From the Publisher
"[A] terrific new book . . . Vibrant . . . [Ganz] has the skills of a gifted storyteller—one with excellent comedic timing, too—slipping in the most absurd and telling details . . . Urgent and illuminating . . . Like the cultural moment he covers, Ganz gets energized by mixing high and low. When the Clock Broke is one of those rarest of books: unflaggingly entertaining while never losing sight of its moral core." —Jennifer Szalai, The New York Times
"[A] wry and engaging account . . . [Ganz] turns his hand to character studies that double as deft exercises in political critique . . . When the Clock Broke is leagues more insightful on the subject of Trump’s ascent than most writing that purports to address the issue directly." —Becca Rothfeld, The Washington Post
"Lively and kaleidoscopic." —Andrew Marantz, The New Yorker
"Like other great works of historical revision and reclamation, When the Clock Broke delivers an account of the past that topples confident certainties of phony consensus, while rendering the signal political battles of the present in an entirely new light." —Chris Lehmann, The Baffler
"[A] sparkling new history of the 1990s . . . When the Clock Broke offers a starkly different interpretation of the decade, arguing that it is really the origin point for our present 'politics of national despair' . . . The real insight of When the Clock Broke is the way it names a break in the conservative tradition." —Kim Phillips-Fein, The Chronicle of Higher Education
"Ganz has distinguished himself through his ability to uncover the often-unnoticed origins of far-right politics. [When the Clock Broke] confirms his reputation as one of America’s most astute observers of the Right and allows readers to see the 1990s with new eyes." —Tristan Hughes, Jacobin
"Lively . . . [Ganz] argues with disarming vim . . . When the Clock Broke is a vivid tour of the time [. . .] before the storm." —Chris Vognar, The Boston Globe
"[When the Clock Broke] systematically dismantles the comforting notion that the current civic emergency is some unprecedented break with history . . . Ganz tells his story with sly timing and an appreciation of the absurd." —Tom Scocca, Air Mail
"[A] fascinating shadow story of the 1990s." —Ezra Klein, The Ezra Klein Show
"Ganz takes us beneath the triumphal surface [of the 1990s] to the gritty and granular political and cultural trends that were gathering under and, with startling frequency, erupting from it . . . Hindsight can always find analogies and precursors for current events.
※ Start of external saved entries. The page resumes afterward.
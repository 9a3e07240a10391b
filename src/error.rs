use thiserror::Error;

/// Errors surfaced to callers of [`VoiceSession`](crate::session::VoiceSession) operations
#[derive(Debug, Error)]
pub enum SessionError {
    /// Identity was empty, or differs from the identity the session already uses
    #[error("Invalid participant identity: {0}")]
    InvalidIdentity(String),

    /// Token acquisition or room connection failed
    #[error(transparent)]
    Connection(#[from] ConnectionError),

    /// Microphone could not be enabled or disabled
    #[error(transparent)]
    Device(#[from] DeviceError),
}

/// Failure to reach the room
#[derive(Debug, Error)]
pub enum ConnectionError {
    #[error("Failed to get token: {0}")]
    Token(#[from] TokenError),

    #[error("Transport rejected connection: {0}")]
    Transport(String),
}

/// Failure talking to the token service
#[derive(Debug, Error)]
pub enum TokenError {
    #[error("Token request failed: {0}")]
    Request(#[from] reqwest::Error),

    #[error("Token service returned {status}: {detail}")]
    Rejected { status: u16, detail: String },

    #[error("Invalid token response: {0}")]
    InvalidResponse(String),
}

/// Microphone capture/publication failure
#[derive(Debug, Error)]
pub enum DeviceError {
    /// No capture device (or no backend compiled in)
    #[error("No audio input device available: {0}")]
    Unavailable(String),

    /// The platform refused access to the device
    #[error("Microphone access denied: {0}")]
    PermissionDenied(String),

    #[error("Audio capture failed: {0}")]
    Capture(String),
}

/// Malformed data-bus message. Always recovered locally.
#[derive(Debug, Error)]
pub enum DecodeError {
    #[error("Payload is not valid UTF-8: {0}")]
    InvalidUtf8(#[from] std::str::Utf8Error),

    #[error("Payload is not a valid envelope: {0}")]
    Json(#[from] serde_json::Error),

    #[error("Event '{event}' is missing data.text")]
    MissingText { event: String },
}
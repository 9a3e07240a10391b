use crate::audio::{AudioBackendConfig, AudioSource};
use crate::session::SessionConfig;
use anyhow::{bail, Result};
use serde::Deserialize;
use std::path::PathBuf;
use std::time::Duration;

#[derive(Debug, Deserialize)]
pub struct Config {
    pub service: ServiceConfig,
    pub room: RoomConfig,
    pub token: TokenConfig,
    pub audio: AudioConfig,
}

#[derive(Debug, Deserialize)]
pub struct ServiceConfig {
    pub name: String,
    pub http: HttpConfig,
}

#[derive(Debug, Deserialize)]
pub struct HttpConfig {
    pub bind: String,
    pub port: u16,
}

#[derive(Debug, Deserialize)]
pub struct RoomConfig {
    pub name: String,
    pub agent_identity: String,
    pub nats_url: String,
    #[serde(default = "default_auto_enable_audio")]
    pub auto_enable_audio: bool,
}

fn default_auto_enable_audio() -> bool {
    true
}

#[derive(Debug, Deserialize)]
pub struct TokenConfig {
    pub endpoint: String,
    pub timeout_secs: u64,
}

#[derive(Debug, Deserialize)]
pub struct AudioConfig {
    /// "microphone" or "file"
    pub source: String,
    pub file_path: Option<String>,
    pub sample_rate: u32,
    pub channels: u16,
    pub buffer_duration_ms: u64,
}

impl Config {
    /// Load `path` (any format the config crate knows), then `VOICE_ROOM__*` env overrides
    pub fn load(path: &str) -> Result<Self> {
        let settings = config::Config::builder()
            .add_source(config::File::with_name(path))
            .add_source(config::Environment::with_prefix("VOICE_ROOM").separator("__"))
            .build()?;

        Ok(settings.try_deserialize()?)
    }

    pub fn session_config(&self) -> SessionConfig {
        SessionConfig {
            room_name: self.room.name.clone(),
            agent_identity: self.room.agent_identity.clone(),
            auto_enable_audio: self.room.auto_enable_audio,
        }
    }

    pub fn token_timeout(&self) -> Duration {
        Duration::from_secs(self.token.timeout_secs)
    }

    pub fn audio_source(&self) -> Result<AudioSource> {
        match self.audio.source.as_str() {
            "microphone" => Ok(AudioSource::Microphone),
            "file" => match &self.audio.file_path {
                Some(path) => Ok(AudioSource::File(PathBuf::from(path))),
                None => bail!("audio.source = \"file\" requires audio.file_path"),
            },
            other => bail!("Unknown audio source '{}'", other),
        }
    }

    pub fn audio_backend_config(&self) -> AudioBackendConfig {
        AudioBackendConfig {
            target_sample_rate: self.audio.sample_rate,
            target_channels: self.audio.channels,
            buffer_duration_ms: self.audio.buffer_duration_ms,
        }
    }
}
pub mod backend;
pub mod convert;
pub mod file;

#[cfg(feature = "microphone")]
pub mod cpal;

pub use backend::{AudioBackend, AudioBackendConfig, AudioBackendFactory, AudioFrame, AudioSource};
pub use file::{AudioFile, FileBackend};
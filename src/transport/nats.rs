//! Room transport over NATS
//!
//! A room is a set of subjects on a NATS server:
//! - `room.<name>.data`: application messages from the agent
//! - `room.<name>.presence`: participant join/leave announcements
//! - `room.<name>.audio.<identity>`: microphone frames, base64 PCM in JSON
//!
//! The room token is used as the NATS auth token.

use super::messages::{AudioFrameMessage, PresenceMessage, RoomSubjects};
use super::room::{ConnectRequest, ConnectionState, Room, RoomConnector, RoomEvent};
use crate::audio::convert::{process_frame, to_pcm_bytes};
use crate::audio::{AudioBackendConfig, AudioBackendFactory, AudioSource};
use crate::error::{ConnectionError, DeviceError};
use async_nats::Client;
use base64::Engine;
use futures::stream::StreamExt;
use tokio::sync::mpsc;
use tokio::task::JoinHandle;
use tokio_util::sync::CancellationToken;
use tracing::{debug, error, info, warn};

const EVENT_BUFFER: usize = 256;

pub struct NatsRoomConnector {
    url: String,
    audio_source: AudioSource,
    audio_config: AudioBackendConfig,
}

impl NatsRoomConnector {
    pub fn new(url: impl Into<String>, audio_source: AudioSource, audio_config: AudioBackendConfig) -> Self {
        Self {
            url: url.into(),
            audio_source,
            audio_config,
        }
    }
}

fn transport_error(context: &str, e: impl std::fmt::Display) -> ConnectionError {
    ConnectionError::Transport(format!("{}: {}", context, e))
}

#[async_trait::async_trait]
impl RoomConnector for NatsRoomConnector {
    async fn connect(
        &self,
        request: ConnectRequest,
    ) -> Result<(Box<dyn Room>, mpsc::Receiver<RoomEvent>), ConnectionError> {
        info!("Connecting to room {} at {}", request.room_name, self.url);

        let (tx, rx) = mpsc::channel(EVENT_BUFFER);
        let state_tx = tx.clone();

        let client = async_nats::ConnectOptions::with_token(request.token.clone())
            .event_callback(move |event| {
                let tx = state_tx.clone();
                async move {
                    // The client reconnects on its own; surface that as Reconnecting
                    let state = match event {
                        async_nats::Event::Connected => ConnectionState::Connected,
                        async_nats::Event::Disconnected => ConnectionState::Reconnecting,
                        other => {
                            warn!("NATS event: {}", other);
                            return;
                        }
                    };
                    let _ = tx.send(RoomEvent::ConnectionStateChanged(state)).await;
                }
            })
            .connect(self.url.as_str())
            .await
            .map_err(|e| transport_error("Failed to connect to NATS", e))?;

        let subjects = RoomSubjects::new(&request.room_name);

        let mut data_sub = client
            .subscribe(subjects.data.clone())
            .await
            .map_err(|e| transport_error("Failed to subscribe to data bus", e))?;
        let mut presence_sub = client
            .subscribe(subjects.presence.clone())
            .await
            .map_err(|e| transport_error("Failed to subscribe to presence", e))?;

        let cancel = CancellationToken::new();
        let task_cancel = cancel.clone();
        let own_identity = request.identity.clone();

        let forward_task = tokio::spawn(async move {
            debug!("Room event forwarding started");
            loop {
                let event = tokio::select! {
                    _ = task_cancel.cancelled() => break,
                    msg = data_sub.next() => match msg {
                        Some(msg) => RoomEvent::DataReceived {
                            payload: msg.payload.to_vec(),
                            participant: None,
                        },
                        None => break,
                    },
                    msg = presence_sub.next() => match msg {
                        Some(msg) => match serde_json::from_slice::<PresenceMessage>(&msg.payload) {
                            Ok(p) if p.identity == own_identity => continue,
                            Ok(p) if p.joined => RoomEvent::ParticipantConnected(p.identity),
                            Ok(p) => RoomEvent::ParticipantDisconnected(p.identity),
                            Err(e) => {
                                warn!("Failed to parse presence message: {}", e);
                                continue;
                            }
                        },
                        None => break,
                    },
                };

                if tx.send(event).await.is_err() {
                    break;
                }
            }
            debug!("Room event forwarding stopped");
        });

        let room = NatsRoom {
            client,
            subjects,
            room_name: request.room_name,
            identity: request.identity,
            audio_source: self.audio_source.clone(),
            audio_config: self.audio_config.clone(),
            cancel,
            forward_task: Some(forward_task),
            microphone: None,
        };

        room.announce(true).await?;
        info!("Joined room {} as {}", room.room_name, room.identity);

        Ok((Box::new(room), rx))
    }

    fn name(&self) -> &str {
        "nats"
    }
}

struct MicrophoneTask {
    cancel: CancellationToken,
    handle: JoinHandle<()>,
}

impl MicrophoneTask {
    /// False once the capture source has run dry (end of a replayed file)
    fn is_running(&self) -> bool {
        !self.handle.is_finished()
    }
}

struct NatsRoom {
    client: Client,
    subjects: RoomSubjects,
    room_name: String,
    identity: String,
    audio_source: AudioSource,
    audio_config: AudioBackendConfig,
    cancel: CancellationToken,
    forward_task: Option<JoinHandle<()>>,
    microphone: Option<MicrophoneTask>,
}

impl NatsRoom {
    async fn announce(&self, joined: bool) -> Result<(), ConnectionError> {
        let message = PresenceMessage {
            identity: self.identity.clone(),
            joined,
        };
        let payload = serde_json::to_vec(&message)
            .map_err(|e| transport_error("Failed to encode presence", e))?;

        self.client
            .publish(self.subjects.presence.clone(), payload.into())
            .await
            .map_err(|e| transport_error("Failed to publish presence", e))
    }

    async fn start_microphone(&mut self) -> Result<(), DeviceError> {
        let mut backend =
            AudioBackendFactory::create(self.audio_source.clone(), self.audio_config.clone())?;
        let mut audio_rx = backend.start().await?;

        info!("Publishing microphone via {} backend", backend.name());

        let client = self.client.clone();
        let subject = self.subjects.audio(&self.identity);
        let identity = self.identity.clone();
        let sample_rate = self.audio_config.target_sample_rate;
        let channels = self.audio_config.target_channels;
        let cancel = CancellationToken::new();
        let task_cancel = cancel.clone();

        let handle = tokio::spawn(async move {
            let mut sequence: u32 = 0;

            loop {
                let frame = tokio::select! {
                    _ = task_cancel.cancelled() => break,
                    frame = audio_rx.recv() => match frame {
                        Some(frame) => frame,
                        None => break,
                    },
                };

                let processed = process_frame(frame, sample_rate, channels);
                let message = audio_message(
                    &identity,
                    sequence,
                    &to_pcm_bytes(&processed.samples),
                    processed.sample_rate,
                    processed.channels,
                    false,
                );
                sequence = sequence.wrapping_add(1);

                if let Err(e) = publish_json(&client, &subject, &message).await {
                    error!("Failed to publish audio frame: {}", e);
                }
            }

            // End-of-stream marker so the agent can flush its buffers
            let last = audio_message(&identity, sequence, &[], sample_rate, channels, true);
            if let Err(e) = publish_json(&client, &subject, &last).await {
                error!("Failed to send final frame: {}", e);
            }

            if let Err(e) = backend.stop().await {
                error!("Failed to stop audio backend: {}", e);
            }
        });

        self.microphone = Some(MicrophoneTask { cancel, handle });
        Ok(())
    }

    /// Forget a capture task that ended on its own so it can be restarted
    fn microphone_running(&mut self) -> bool {
        if self.microphone.as_ref().is_some_and(|task| !task.is_running()) {
            debug!("Microphone capture ended, releasing it");
            self.microphone = None;
        }
        self.microphone.is_some()
    }

    async fn stop_microphone(&mut self) {
        if let Some(task) = self.microphone.take() {
            task.cancel.cancel();
            if let Err(e) = task.handle.await {
                error!("Microphone task panicked: {}", e);
            }
        }
    }
}

fn audio_message(
    identity: &str,
    sequence: u32,
    pcm_bytes: &[u8],
    sample_rate: u32,
    channels: u16,
    final_frame: bool,
) -> AudioFrameMessage {
    AudioFrameMessage {
        identity: identity.to_string(),
        sequence,
        pcm: base64::engine::general_purpose::STANDARD.encode(pcm_bytes),
        sample_rate,
        channels,
        timestamp: chrono::Utc::now().to_rfc3339(),
        final_frame,
    }
}

async fn publish_json(client: &Client, subject: &str, message: &AudioFrameMessage) -> anyhow::Result<()> {
    let payload = serde_json::to_vec(message)?;
    client.publish(subject.to_string(), payload.into()).await?;
    Ok(())
}

#[async_trait::async_trait]
impl Room for NatsRoom {
    fn room_name(&self) -> &str {
        &self.room_name
    }

    fn local_identity(&self) -> &str {
        &self.identity
    }

    async fn disconnect(&mut self) -> Result<(), ConnectionError> {
        self.stop_microphone().await;

        let announced = self.announce(false).await;
        if let Err(e) = self.client.flush().await {
            warn!("Failed to flush NATS connection: {}", e);
        }

        self.cancel.cancel();
        if let Some(task) = self.forward_task.take() {
            if let Err(e) = task.await {
                error!("Room event task panicked: {}", e);
            }
        }

        info!("Left room {}", self.room_name);
        announced
    }

    async fn set_microphone_enabled(&mut self, enabled: bool) -> Result<(), DeviceError> {
        match (enabled, self.microphone_running()) {
            (true, false) => self.start_microphone().await,
            (false, true) => {
                self.stop_microphone().await;
                Ok(())
            }
            _ => Ok(()),
        }
    }
}

impl Drop for NatsRoom {
    fn drop(&mut self) {
        self.cancel.cancel();
        if let Some(task) = self.microphone.take() {
            task.cancel.cancel();
        }
    }
}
But Ganz is after more than startled recognition. He offers an account of deep continuities in American political and cultural life." —Benjamin J. Dueholm, The Christian Century
"Lucid and propulsive . . . [When the Clock Broke is] woven throughout with astute analysis of the period’s political commentary . . . Ganz's dry wit is ever-present . . . This is a revelation." —Publishers Weekly (starred review)
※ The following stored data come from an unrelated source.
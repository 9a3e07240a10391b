use crate::config::Config;
use crate::conversation::ConversationAggregator;
use crate::session::VoiceSession;
use crate::token::HttpTokenClient;
use crate::transport::NatsRoomConnector;
use anyhow::{Context, Result};
use std::sync::Arc;

/// A session with its transcript attached
pub struct VoiceClient {
    session: Arc<VoiceSession>,
    conversation: ConversationAggregator,
}

impl VoiceClient {
    /// Attach a fresh transcript to `session`
    pub fn new(session: Arc<VoiceSession>) -> Self {
        let conversation = ConversationAggregator::new();
        conversation.attach(&session);
        Self {
            session,
            conversation,
        }
    }

    /// HTTP token service + NATS room, as configured
    pub fn from_config(cfg: &Config) -> Result<Self> {
        let token_client = HttpTokenClient::new(cfg.token.endpoint.clone(), cfg.token_timeout())
            .context("Failed to build token client")?;
        let connector = NatsRoomConnector::new(
            cfg.room.nats_url.clone(),
            cfg.audio_source()?,
            cfg.audio_backend_config(),
        );

        let session = VoiceSession::new(
            cfg.session_config(),
            Arc::new(token_client),
            Arc::new(connector),
        );

        Ok(Self::new(Arc::new(session)))
    }

    pub fn session(&self) -> &Arc<VoiceSession> {
        &self.session
    }

    pub fn conversation(&self) -> &ConversationAggregator {
        &self.conversation
    }
}
use anyhow::Result;
use colored::Colorize;
use orchestrator::{ValidationReport, Validator};

use crate::Context;
use crate::config::Settings;
use crate::probe::HostProbe;
use crate::ui;

pub fn run(ctx: &Context) -> Result<()> {
    let settings = Settings::load(ctx.config.as_deref())?;
    let validator = Validator::new(settings.preflight_config());

    ui::header("Pre-flight Checks");
    let report = validator.validate(&HostProbe::new());
    print_report(&report);

    report.into_result()?;
    Ok(())
}

/// Print every check and a one-line verdict
pub fn print_report(report: &ValidationReport) {
    for check in &report.checks {
        ui::check_line(check);
    }

    println!();
    let failures = report.failures().len();
    let warnings = report.warnings().len();
    if failures > 0 {
        println!(
            "  {} {}",
            ui::plural(failures, "required check").red().bold(),
            "failed".red().bold()
        );
    } else if warnings > 0 {
        ui::success(&format!(
            "Host is ready ({})",
            ui::plural(warnings, "warning")
        ));
    } else {
        ui::success("Host is ready");
    }
}
mod catalog;
mod cli;
mod commands;
mod config;
mod paths;
mod probe;
mod progress;
mod runner;
mod signals;
mod ui;

use anyhow::Result;
use clap::{CommandFactory, Parser};
use clap_complete::generate;
use cli::{Cli, Command};
use std::io;
use std::path::PathBuf;
use std::process::ExitCode;

/// Environment variable overriding the log filter (env_logger syntax)
const ENV_LOG: &str = "KUBESTRAP_LOG";

/// Global context for the application
pub struct Context {
    pub verbose: u8,
    pub quiet: bool,
    pub config: Option<PathBuf>,
    pub state_dir: Option<String>,
}

fn main() -> ExitCode {
    let cli = Cli::parse();

    // Initialize logging based on verbosity
    let log_level = match cli.verbose {
        0 => log::LevelFilter::Warn,
        1 => log::LevelFilter::Info,
        2 => log::LevelFilter::Debug,
        _ => log::LevelFilter::Trace,
    };

    env_logger::Builder::new()
        .filter_level(if cli.quiet {
            log::LevelFilter::Error
        } else {
            log_level
        })
        .parse_env(env_logger::Env::new().filter(ENV_LOG))
        .format_timestamp(None)
        .init();

    let ctx = Context {
        verbose: cli.verbose,
        quiet: cli.quiet,
        config: cli.config,
        state_dir: cli.state_dir,
    };
    log::trace!("verbosity {}, quiet {}", ctx.verbose, ctx.quiet);

    match dispatch(&ctx, cli.command) {
        Ok(()) => ExitCode::SUCCESS,
        Err(e) => {
            ui::error(&format!("{e:#}"));
            ExitCode::from(exit_code(&e))
        }
    }
}

fn dispatch(ctx: &Context, command: Command) -> Result<()> {
    match command {
        Command::Validate => commands::validate::run(ctx),
        Command::Install(args) => commands::install::run(ctx, args),
        Command::Plan { modules } => commands::plan::run(ctx, &modules),
        Command::Status => commands::status::run(ctx),
        Command::Modules => commands::modules::run(ctx),
        Command::State(cmd) => commands::state::run(ctx, cmd),
        Command::GenerateConfig { output, force } => commands::generate_config::run(output, force),
        Command::Completions { shell } => {
            let mut cmd = Cli::command();
            generate(shell, &mut cmd, "kubestrap", &mut io::stdout());
            Ok(())
        }
    }
}

/// 2 for bad settings, catalog or request; 1 for everything else
fn exit_code(error: &anyhow::Error) -> u8 {
    if error.downcast_ref::<config::ConfigError>().is_some() {
        return 2;
    }
    match error.downcast_ref::<orchestrator::Error>() {
        Some(e) if e.is_configuration() => 2,
        _ => 1,
    }
}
"[An] educational and entertaining work of political history . . . Trump, Ganz demonstrates, is a walking embodiment of early-'90s right-wing talk radio." —Brian Doherty, Reason
"A searching history of a time, not so long ago, when the social contract went out the window and Hobbesian war beset America . . . Ganz makes a convincing, well-documented case that everything old is indeed new again. A significant, provocative work." —Kirkus Reviews
"Ganz presents a comprehensive intellectual history . . . This distinctive history documents a potpourri of disparate ideas and events in a country on the verge of great change without knowing where it is going . . . A tour de force . . . A must read for every American wondering how we got here." —Booklist
"John Ganz is the most important young political writer of his generation—just the one our dark moment needs." —Rick Perlstein, author of Nixonland and Reaganland
"With his combination of immense erudition, independence of mind, clarity of expression, and honesty in reckoning with the terrifying weight of history, John Ganz belongs to a species of public intellectual that is almost extinct. To place him in his proper category, you have to rope in James Baldwin, Garry Wills, and Joan Didion. When the Clock Broke is the first of what I hope will be a shelf of books that help us uncover the true history of our times." —Jeet Heer, national affairs correspondent for The Nation
"When the Clock Broke locates the origins of our strange political age in the crack-up of conventional wisdom at the end of the Reagan era and the Cold War. Ganz's clock sounds the alarm on some of the most ominous and entrenched aspects of the American political condition. Unlike many observers these days, he also finds absurdity and humor in our national pageant. Sometimes we need to laugh as well as cry—Ganz's book helps us do both." —Beverly Gage, Gaddis Professor of History at Yale University and author of G-Man: J. Edgar Hoover and the Making of the American Century
"I spend my waking hours reading and thinking about the American right, and there is no writer laboring in this field who surprises, provokes, and informs me as much as John Ganz. His work helps readers see further, and more clearly, than the host of tracts by Trump-era peddlers of doom. While Ganz writes with moral urgency, he offers revelatory history rather than cheap conspiracies, and theoretical sophistication, not cable-news cartoons. If you read one book on the pre-history to our calamitous present, make it When the Clock Broke." —Matthew Sitman, cohost of the Know Your Enemy podcast and contributor to Dissent magazine
"If, like me, you’ve spent the better part of the past decade trying to figure out what the hell’s happened to American politics since 2016, John Ganz’s When the Clock Broke will come as a godsend. Ganz gives us a wildly illuminating (and often darkly hilarious) pre-history of the present, tracing the many cultural, economic, and political threads tying that time to our own. You’ll never look at our nation, or our dangerously faltering democracy, in the quite same way again." —Damon Linker, senior lecturer at the University of Pennsylvania and author of The Theocons and the Substack Notes from the Middleground
Kirkus Reviews
★ 2024-04-17
A searching history of a time, not so long ago, when the social contract went out the window and Hobbesian war beset America.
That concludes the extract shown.